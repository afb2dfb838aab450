#![allow(clippy::multiple_crate_versions)]

use anyhow::Context;
use clap::{Parser, Subcommand};
use indicatif::{ProgressBar, ProgressStyle};
use serde::Serialize;
use std::path::PathBuf;
use tokio::sync::mpsc;
use tracing_subscriber::EnvFilter;
use whisper_vault::config::Config;
use whisper_vault::models::ModelStatus;
use whisper_vault::{DownloadEvent, DownloadStatus, ModelInfo, ModelManager, Response};

#[derive(Parser)]
#[command(name = "whisper-vault")]
#[command(about = "Manage whisper.cpp ggml models", long_about = None)]
struct Cli {
    /// Base directory containing whisper.cpp/models
    #[arg(long, global = true)]
    base_dir: Option<PathBuf>,

    /// Config file [default: ~/.config/whisper-vault/config.toml]
    #[arg(long, global = true)]
    config: Option<PathBuf>,

    /// Print results (and download events) as JSON
    #[arg(long, global = true)]
    json: bool,

    #[command(subcommand)]
    command: Commands,
}

#[derive(Subcommand)]
enum Commands {
    /// List available models
    List,
    /// List installed models
    Installed,
    /// Show details about a model
    Info { model: String },
    /// Download a model
    Download {
        model: String,
        /// Maximum number of fetch attempts
        #[arg(long)]
        attempts: Option<u32>,
    },
    /// Delete an installed model
    Delete { model: String },
}

#[tokio::main]
async fn main() -> anyhow::Result<()> {
    // Logs go to stderr so `--json` output stays parseable
    tracing_subscriber::fmt()
        .with_env_filter(
            EnvFilter::try_from_default_env().unwrap_or_else(|_| EnvFilter::new("info")),
        )
        .with_writer(std::io::stderr)
        .init();

    let cli = Cli::parse();

    let mut config = match &cli.config {
        Some(path) => Config::load_from(path),
        None => Config::load(),
    }
    .context("Failed to load config")?;

    if let Some(dir) = cli.base_dir {
        config.storage.base_dir = Some(dir);
    }
    if let Commands::Download {
        attempts: Some(n), ..
    } = cli.command
    {
        config.download.max_attempts = n;
    }

    let manager = ModelManager::new(&config).context("Failed to set up model manager")?;

    let success = match &cli.command {
        Commands::List => render(&manager.list_catalog(), cli.json, |models| {
            print_catalog(&manager, models);
        })?,
        Commands::Installed => render(&manager.list_installed(), cli.json, |models| {
            if models.is_empty() {
                println!("No models installed yet");
            }
            for m in models {
                println!("✓ {:<18} {:>10}  {}", m.name, m.size, m.path.display());
            }
        })?,
        Commands::Info { model } => render(&manager.get_info(model), cli.json, print_status)?,
        Commands::Download { model, .. } => download(&manager, model, cli.json).await?,
        Commands::Delete { model } => render(&manager.delete(model), cli.json, |message| {
            println!("✓ {message}");
        })?,
    };

    if !success {
        std::process::exit(1);
    }
    Ok(())
}

/// Print a response, returning whether it counts as success
fn render<T: Serialize>(
    response: &Response<T>,
    json: bool,
    print_ok: impl FnOnce(&T),
) -> anyhow::Result<bool> {
    if json {
        println!("{}", serde_json::to_string_pretty(response)?);
    } else {
        match response {
            Response::Ok(data) => print_ok(data),
            Response::Unchanged { message } => println!("{message}"),
            Response::Error { message, .. } => eprintln!("Error: {message}"),
        }
    }
    Ok(response.is_success())
}

fn print_catalog(manager: &ModelManager, models: &[ModelInfo]) {
    let installed = manager.store().list_installed().unwrap_or_default();
    for (index, model) in models.iter().enumerate() {
        let star = if model.recommended { "*" } else { " " };
        let status = if installed.contains(model.name) {
            "installed"
        } else {
            "-"
        };
        println!(
            "{star} {:>2}. {:<18} {:<10} {status}",
            index + 1,
            model.name,
            model.size
        );
        println!("       {}", model.description);
    }
}

fn print_status(status: &ModelStatus) {
    println!("Model:       {}", status.info.name);
    println!("Size:        {}", status.info.size);
    println!("Description: {}", status.info.description);
    println!("English:     {}", if status.info.english_only { "only" } else { "multilingual" });
    println!("Installed:   {}", if status.installed { "yes" } else { "no" });
    if let Some(size) = &status.size {
        println!("On disk:     {size}");
    }
    println!("Path:        {}", status.path.display());
}

/// Run a download, rendering events as a single redrawn progress line
async fn download(manager: &ModelManager, model: &str, json: bool) -> anyhow::Result<bool> {
    let (tx, mut rx) = mpsc::unbounded_channel();

    let bar = if json {
        ProgressBar::hidden()
    } else {
        ProgressBar::new(100)
    };
    bar.set_style(
        ProgressStyle::with_template("{msg:16} [{bar:40.cyan/blue}] {pos:>3}%")?
            .progress_chars("=> "),
    );
    bar.set_message(model.to_string());

    let run = async move {
        let response = manager.download(model, &tx).await;
        drop(tx);
        response
    };

    let show = async {
        while let Some(event) = rx.recv().await {
            if json {
                if let Ok(line) = serde_json::to_string(&event) {
                    println!("{line}");
                }
                continue;
            }
            match event {
                DownloadEvent::Progress { percent, .. } => bar.set_position(u64::from(percent)),
                DownloadEvent::Log { log, .. } => bar.println(log),
                DownloadEvent::Error { error, .. } => bar.println(format!("! {error}")),
                DownloadEvent::Completion { success, log, .. } => {
                    if success {
                        bar.finish_and_clear();
                    } else {
                        bar.abandon();
                    }
                    tracing::debug!("{log}");
                }
            }
        }
    };

    let (response, ()) = tokio::join!(run, show);

    render(&response, json, |status| match status {
        DownloadStatus::AlreadyInstalled => println!("Model {model} is already installed"),
        DownloadStatus::Downloaded { attempts } => {
            let size = manager
                .store()
                .installed_model(model)
                .map_or_else(|| "unknown size".to_string(), |m| m.size);
            println!("✓ Downloaded {model} ({size}) in {attempts} attempt(s)");
        }
    })
}
use criterion::{black_box, criterion_group, criterion_main, Criterion};
use whisper_vault::models::progress::{
    classify, LineKind, LineSplitter, ProgressTracker, StreamKind,
};

fn wget_output() -> Vec<u8> {
    let mut out = Vec::new();
    for p in 0..=100 {
        out.extend_from_slice(
            format!(" {p:>3}%[=========>          ]  {p}.2M  10.1MB/s    eta 12s\r").as_bytes(),
        );
    }
    out.extend_from_slice(b"\nDone! Model 'base' saved\n");
    out
}

fn bench_parse(c: &mut Criterion) {
    let output = wget_output();

    c.bench_function("split_and_classify_wget_progress", |b| {
        b.iter(|| {
            let mut splitter = LineSplitter::new();
            let mut tracker = ProgressTracker::new();
            let mut reported = 0usize;
            for chunk in output.chunks(512) {
                for line in splitter.push(black_box(chunk)) {
                    if let LineKind::Progress(p) = classify(StreamKind::Stderr, &line) {
                        if tracker.observe(p) {
                            reported += 1;
                        }
                    }
                }
            }
            reported
        });
    });
}

criterion_group!(benches, bench_parse);
criterion_main!(benches);
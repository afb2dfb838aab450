#![allow(dead_code)]

use std::fs;
use std::path::{Path, PathBuf};
use tempfile::TempDir;
use tokio::sync::mpsc;
use whisper_vault::config::{Config, DownloadConfig, MODELS_SUBDIR};
use whisper_vault::DownloadEvent;

/// Temporary base directory with a `whisper.cpp/models` tree
pub struct Sandbox {
    pub temp_dir: TempDir,
}

impl Sandbox {
    /// Base directory without a models directory
    pub fn empty() -> Self {
        Self {
            temp_dir: TempDir::new().expect("Failed to create temp dir"),
        }
    }

    /// Models directory containing a fake fetch script with `body`
    pub fn with_script(body: &str) -> Self {
        let sandbox = Self::empty();
        fs::create_dir_all(sandbox.models_dir()).unwrap();
        sandbox.write_script(body);
        sandbox
    }

    pub fn base_dir(&self) -> &Path {
        self.temp_dir.path()
    }

    pub fn models_dir(&self) -> PathBuf {
        self.base_dir().join(MODELS_SUBDIR)
    }

    pub fn write_script(&self, body: &str) {
        let script = format!("set -u\necho run >> spawns.log\n{body}\n");
        fs::write(self.models_dir().join("download-ggml-model.sh"), script).unwrap();
    }

    /// Number of times the fetch script has been started
    pub fn spawn_count(&self) -> usize {
        fs::read_to_string(self.models_dir().join("spawns.log"))
            .map(|s| s.lines().count())
            .unwrap_or(0)
    }

    pub fn config(&self, max_attempts: u32, timeout_secs: u64) -> Config {
        let mut config = Config::default();
        config.storage.base_dir = Some(self.base_dir().to_path_buf());
        config.download = DownloadConfig {
            max_attempts,
            timeout_secs,
            retry_delay_secs: 0,
            terminate_grace_secs: 1,
        };
        config
    }
}

/// Drain everything sent so far
pub fn collect(rx: &mut mpsc::UnboundedReceiver<DownloadEvent>) -> Vec<DownloadEvent> {
    std::iter::from_fn(|| rx.try_recv().ok()).collect()
}

pub fn progress_percents(events: &[DownloadEvent]) -> Vec<u8> {
    events
        .iter()
        .filter_map(|e| match e {
            DownloadEvent::Progress { percent, .. } => Some(*percent),
            _ => None,
        })
        .collect()
}

pub fn error_lines(events: &[DownloadEvent]) -> Vec<String> {
    events
        .iter()
        .filter_map(|e| match e {
            DownloadEvent::Error { error, .. } => Some(error.clone()),
            _ => None,
        })
        .collect()
}

pub fn log_lines(events: &[DownloadEvent]) -> Vec<String> {
    events
        .iter()
        .filter_map(|e| match e {
            DownloadEvent::Log { log, .. } => Some(log.clone()),
            _ => None,
        })
        .collect()
}

/// `(success, exit_code)` of the final event, asserting it is a completion
pub fn completion(events: &[DownloadEvent]) -> (bool, i32) {
    match events.last() {
        Some(DownloadEvent::Completion {
            success, exit_code, ..
        }) => (*success, *exit_code),
        other => panic!("Expected completion as last event, got {other:?}"),
    }
}
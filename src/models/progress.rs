//! Progress extraction from fetch script output
//!
//! The fetch script is an arbitrary shell program (usually wrapping `curl`
//! or `wget`), so its output is treated as unstructured text. Lines are
//! split on `\n` or `\r`, since progress meters redraw a single line with
//! carriage returns.

/// Substrings that mark a stderr line as worth surfacing
const PROBLEM_KEYWORDS: [&str; 3] = ["error", "failed", "warning"];

/// Substrings that mark a stdout line as a status message
const STATUS_KEYWORDS: [&str; 6] = [
    "downloading",
    "done",
    "resuming",
    "exists",
    "error",
    "failed",
];

/// Longest partial line kept before it is force-flushed
const MAX_LINE_BYTES: usize = 16 * 1024;

/// Which pipe a line came from
#[derive(Debug, Clone, Copy, PartialEq, Eq)]
pub enum StreamKind {
    Stdout,
    Stderr,
}

/// Splits a byte stream into lines on `\n` or `\r`
#[derive(Debug, Default)]
pub struct LineSplitter {
    buf: Vec<u8>,
}

impl LineSplitter {
    #[must_use]
    pub fn new() -> Self {
        Self::default()
    }

    /// Feed a chunk, returning every line it completed
    pub fn push(&mut self, chunk: &[u8]) -> Vec<String> {
        let mut lines = Vec::new();
        for &byte in chunk {
            if byte == b'\n' || byte == b'\r' {
                self.flush_into(&mut lines);
            } else {
                self.buf.push(byte);
                if self.buf.len() >= MAX_LINE_BYTES {
                    self.flush_into(&mut lines);
                }
            }
        }
        lines
    }

    /// Trailing text without a terminator, emitted at end of stream
    pub fn finish(&mut self) -> Option<String> {
        let mut lines = Vec::new();
        self.flush_into(&mut lines);
        lines.pop()
    }

    fn flush_into(&mut self, lines: &mut Vec<String>) {
        if self.buf.is_empty() {
            return;
        }
        let line = String::from_utf8_lossy(&self.buf).trim().to_string();
        self.buf.clear();
        if !line.is_empty() {
            lines.push(line);
        }
    }
}

/// First `<digits>%` token in the line with a value of at most 100
///
/// Unlike a strict digits-then-`%` match, a fractional part (`45.3%`, as
/// printed by `curl --progress-bar`) is accepted and truncated to 45
/// rather than read as 3.
#[must_use]
pub fn parse_percent(line: &str) -> Option<u8> {
    let bytes = line.as_bytes();
    let digits_from = |mut i: usize| {
        while i < bytes.len() && bytes[i].is_ascii_digit() {
            i += 1;
        }
        i
    };

    let mut i = 0;
    while i < bytes.len() {
        if !bytes[i].is_ascii_digit() {
            i += 1;
            continue;
        }
        let start = i;
        let int_end = digits_from(start);
        i = int_end;
        if bytes.get(i) == Some(&b'.') && bytes.get(i + 1).is_some_and(u8::is_ascii_digit) {
            i = digits_from(i + 1);
        }
        if bytes.get(i) == Some(&b'%') {
            if let Ok(value) = line[start..int_end].parse::<u32>() {
                if value <= 100 {
                    return u8::try_from(value).ok();
                }
            }
        }
    }
    None
}

/// Throttles progress so listeners see the first update, each new multiple
/// of ten, and 100%, rather than every 1% tick
#[derive(Debug, Default, Clone)]
pub struct ProgressTracker {
    last_reported: Option<u8>,
}

impl ProgressTracker {
    #[must_use]
    pub fn new() -> Self {
        Self::default()
    }

    /// Record an observed percentage; `true` if it should be reported
    pub fn observe(&mut self, percent: u8) -> bool {
        if self.last_reported == Some(percent) {
            return false;
        }
        let report = self.last_reported.is_none() || percent % 10 == 0 || percent == 100;
        if report {
            self.last_reported = Some(percent);
        }
        report
    }

    #[must_use]
    pub const fn last_reported(&self) -> Option<u8> {
        self.last_reported
    }
}

/// What a single output line means to the downloader
#[derive(Debug, Clone, PartialEq, Eq)]
pub enum LineKind {
    /// Carries a percentage
    Progress(u8),
    /// Stderr line naming an error, failure or warning
    Problem,
    /// Stdout line with a recognised status keyword
    Status,
    /// Everything else
    Noise,
}

/// Classify a line according to the stream it came from
#[must_use]
pub fn classify(stream: StreamKind, line: &str) -> LineKind {
    if let Some(percent) = parse_percent(line) {
        return LineKind::Progress(percent);
    }

    let lower = line.to_ascii_lowercase();
    match stream {
        StreamKind::Stderr if PROBLEM_KEYWORDS.iter().any(|k| lower.contains(k)) => {
            LineKind::Problem
        }
        StreamKind::Stdout if STATUS_KEYWORDS.iter().any(|k| lower.contains(k)) => {
            LineKind::Status
        }
        _ => LineKind::Noise,
    }
}
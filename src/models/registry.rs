use serde::Serialize;

/// Information about a whisper.cpp ggml model
#[derive(Debug, Clone, PartialEq, Eq, Serialize)]
pub struct ModelInfo {
    pub name: &'static str,
    pub size: &'static str,
    pub description: &'static str,
    pub english_only: bool,
    pub recommended: bool,
}

/// Registry of available models, in display order
pub const MODELS: &[ModelInfo] = &[
    ModelInfo {
        name: "tiny",
        size: "~75 MB",
        description: "Fastest, least accurate. Good for quick testing.",
        english_only: false,
        recommended: false,
    },
    ModelInfo {
        name: "tiny.en",
        size: "~75 MB",
        description: "Fastest, English-only. Good for quick English transcription.",
        english_only: true,
        recommended: false,
    },
    ModelInfo {
        name: "base",
        size: "~142 MB",
        description: "Fast and decent accuracy. Good balance for multilingual.",
        english_only: false,
        recommended: true,
    },
    ModelInfo {
        name: "base.en",
        size: "~142 MB",
        description: "Fast and decent accuracy. Good balance for English.",
        english_only: true,
        recommended: true,
    },
    ModelInfo {
        name: "small",
        size: "~466 MB",
        description: "Better accuracy, slower processing. Good for quality multilingual transcription.",
        english_only: false,
        recommended: false,
    },
    ModelInfo {
        name: "small.en",
        size: "~466 MB",
        description: "Better accuracy, slower processing. Good for quality English transcription.",
        english_only: true,
        recommended: false,
    },
    ModelInfo {
        name: "medium",
        size: "~1.5 GB",
        description: "High accuracy, requires more resources. Professional multilingual transcription.",
        english_only: false,
        recommended: false,
    },
    ModelInfo {
        name: "medium.en",
        size: "~1.5 GB",
        description: "High accuracy, requires more resources. Professional English transcription.",
        english_only: true,
        recommended: false,
    },
    ModelInfo {
        name: "large-v1",
        size: "~3 GB",
        description: "Highest accuracy, very slow. For best quality multilingual transcription.",
        english_only: false,
        recommended: false,
    },
    ModelInfo {
        name: "large",
        size: "~3 GB",
        description: "Highest accuracy, very slow. Latest large model.",
        english_only: false,
        recommended: false,
    },
    ModelInfo {
        name: "large-v3-turbo",
        size: "~1.6 GB",
        description: "Fast large model with good accuracy. Best overall for production use.",
        english_only: false,
        recommended: true,
    },
];

impl ModelInfo {
    /// Find model by name
    #[must_use]
    pub fn find(name: &str) -> Option<&'static Self> {
        MODELS.iter().find(|m| m.name == name)
    }

    /// All catalog entries in display order
    #[must_use]
    pub const fn all() -> &'static [Self] {
        MODELS
    }

    /// Get all model names
    #[must_use]
    pub fn all_names() -> Vec<&'static str> {
        MODELS.iter().map(|m| m.name).collect()
    }

    /// Get recommended models
    #[must_use]
    pub fn recommended() -> Vec<&'static Self> {
        MODELS.iter().filter(|m| m.recommended).collect()
    }

    #[must_use]
    pub fn english_only() -> Vec<&'static Self> {
        MODELS.iter().filter(|m| m.english_only).collect()
    }

    #[must_use]
    pub fn multilingual() -> Vec<&'static Self> {
        MODELS.iter().filter(|m| !m.english_only).collect()
    }

    /// Find closest match using Levenshtein distance
    #[must_use]
    pub fn suggest(name: &str) -> Option<&'static str> {
        if name.is_empty() {
            return None;
        }

        MODELS
            .iter()
            .map(|m| (m.name, levenshtein_distance(name, m.name)))
            .min_by_key(|(_, dist)| *dist)
            .filter(|(_, dist)| *dist <= 2) // Only suggest if within 2 edits
            .map(|(model_name, _)| model_name)
    }
}

/// Calculate Levenshtein distance between two strings
fn levenshtein_distance(s1: &str, s2: &str) -> usize {
    let a: Vec<char> = s1.chars().collect();
    let b: Vec<char> = s2.chars().collect();

    if a.is_empty() {
        return b.len();
    }
    if b.is_empty() {
        return a.len();
    }

    // Two-row variant; `prev[j]` is the distance between a[..i] and b[..j]
    let mut prev: Vec<usize> = (0..=b.len()).collect();
    let mut curr = vec![0; b.len() + 1];

    for (i, ca) in a.iter().enumerate() {
        curr[0] = i + 1;
        for (j, cb) in b.iter().enumerate() {
            let cost = usize::from(ca != cb);
            curr[j + 1] = (prev[j + 1] + 1).min(curr[j] + 1).min(prev[j] + cost);
        }
        std::mem::swap(&mut prev, &mut curr);
    }

    prev[b.len()]
}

* What you are asked to do
Locate the word "Professional" in the data above. Copy every line carrying it.

* Exercise output
        description: "High accuracy, requires more resources. Professional multilingual transcription.",
        description: "High accuracy, requires more resources. Professional English transcription.",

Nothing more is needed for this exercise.